#### Problem description:
A complete, exact copy of the data is the required answer.

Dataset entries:
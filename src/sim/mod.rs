//! Deterministic game simulation
//!
//! Pure state and tick logic with no windowing, timing or drawing
//! concerns. Given the same seed and the same per-tick event batches,
//! two runs produce identical states.

pub mod gun;
pub mod hitbox;
pub mod particle;
pub mod projectile;
pub mod state;
pub mod tick;
pub mod vehicle;

pub use gun::{Gun, GunKind, SHOTGUN_SPREAD};
pub use hitbox::{HitboxPart, circle_corners_hit};
pub use particle::Particle;
pub use projectile::{Projectile, ProjectileKind};
pub use state::GameState;
pub use tick::{advance, spawn_targets, step_after_draw};
pub use vehicle::{Vehicle, VehicleKind};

#### Solution below:
filename src/sim/mod.rs
//! Deterministic game simulation
//!
//! Pure state and tick logic with no windowing, timing or drawing
//! concerns. Given the same seed and the same per-tick event batches,
//! two runs produce identical states.

pub mod gun;
pub mod hitbox;
pub mod particle;
pub mod projectile;
pub mod state;
pub mod tick;
pub mod vehicle;

pub use gun::{Gun, GunKind, SHOTGUN_SPREAD};
pub use hitbox::{HitboxPart, circle_corners_hit};
pub use particle::Particle;
pub use projectile::{Projectile, ProjectileKind};
pub use state::GameState;
pub use tick::{advance, spawn_targets, step_after_draw};
pub use vehicle::{Vehicle, VehicleKind};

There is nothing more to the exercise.